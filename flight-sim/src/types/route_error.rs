use thiserror::Error;

use super::store::StoreError;

/// Represents errors that can occur while computing routes for stored flights.
#[derive(Debug, Error)]
pub enum RouteError {
    #[error("flight {0} not found")]
    NotFound(String),
    #[error("trajectory has {0} waypoint(s), at least 2 are required")]
    InvalidTrajectory(usize),
    #[error("leg {leg} is out of range, expected {min}..={max}")]
    OutOfRange { leg: usize, min: usize, max: usize },
    #[error("invalid timestamp '{0}', expected YYYY-MM-DD HH:MM")]
    InvalidTimestamp(String),
    #[error("invalid speed '{0}', expected a positive number of km/h")]
    InvalidSpeed(String),
    #[error("invalid flight record: {0}")]
    Validation(String),
    #[error("stored record cannot be decoded: {0}")]
    MalformedRecord(String),
    #[error(transparent)]
    Storage(#[from] StoreError),
}

impl RouteError {
    /// Short name of the error kind, used in log lines.
    pub fn kind(&self) -> &'static str {
        match self {
            RouteError::NotFound(_) => "not found",
            RouteError::InvalidTrajectory(_) => "invalid trajectory",
            RouteError::OutOfRange { .. } => "out of range",
            RouteError::InvalidTimestamp(_) => "invalid timestamp",
            RouteError::InvalidSpeed(_) => "invalid speed",
            RouteError::Validation(_) => "validation",
            RouteError::MalformedRecord(_) => "malformed record",
            RouteError::Storage(_) => "storage",
        }
    }
}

++++++

Problem:
Set down the records above once more, exactly as given.

Written answer:
filename flight-sim/src/types/route_error.rs
use thiserror::Error;

use super::store::StoreError;

/// Represents errors that can occur while computing routes for stored flights.
#[derive(Debug, Error)]
pub enum RouteError {
    #[error("flight {0} not found")]
    NotFound(String),
    #[error("trajectory has {0} waypoint(s), at least 2 are required")]
    InvalidTrajectory(usize),
    #[error("leg {leg} is out of range, expected {min}..={max}")]
    OutOfRange { leg: usize, min: usize, max: usize },
    #[error("invalid timestamp '{0}', expected YYYY-MM-DD HH:MM")]
    InvalidTimestamp(String),
    #[error("invalid speed '{0}', expected a positive number of km/h")]
    InvalidSpeed(String),
    #[error("invalid flight record: {0}")]
    Validation(String),
    #[error("stored record cannot be decoded: {0}")]
    MalformedRecord(String),
    #[error(transparent)]
    Storage(#[from] StoreError),
}

impl RouteError {
    /// Short name of the error kind, used in log lines.
    pub fn kind(&self) -> &'static str {
        match self {
            RouteError::NotFound(_) => "not found",
            RouteError::InvalidTrajectory(_) => "invalid trajectory",
            RouteError::OutOfRange { .. } => "out of range",
            RouteError::InvalidTimestamp(_) => "invalid timestamp",
            RouteError::InvalidSpeed(_) => "invalid speed",
            RouteError::Validation(_) => "validation",
            RouteError::MalformedRecord(_) => "malformed record",
            RouteError::Storage(_) => "storage",
        }
    }
}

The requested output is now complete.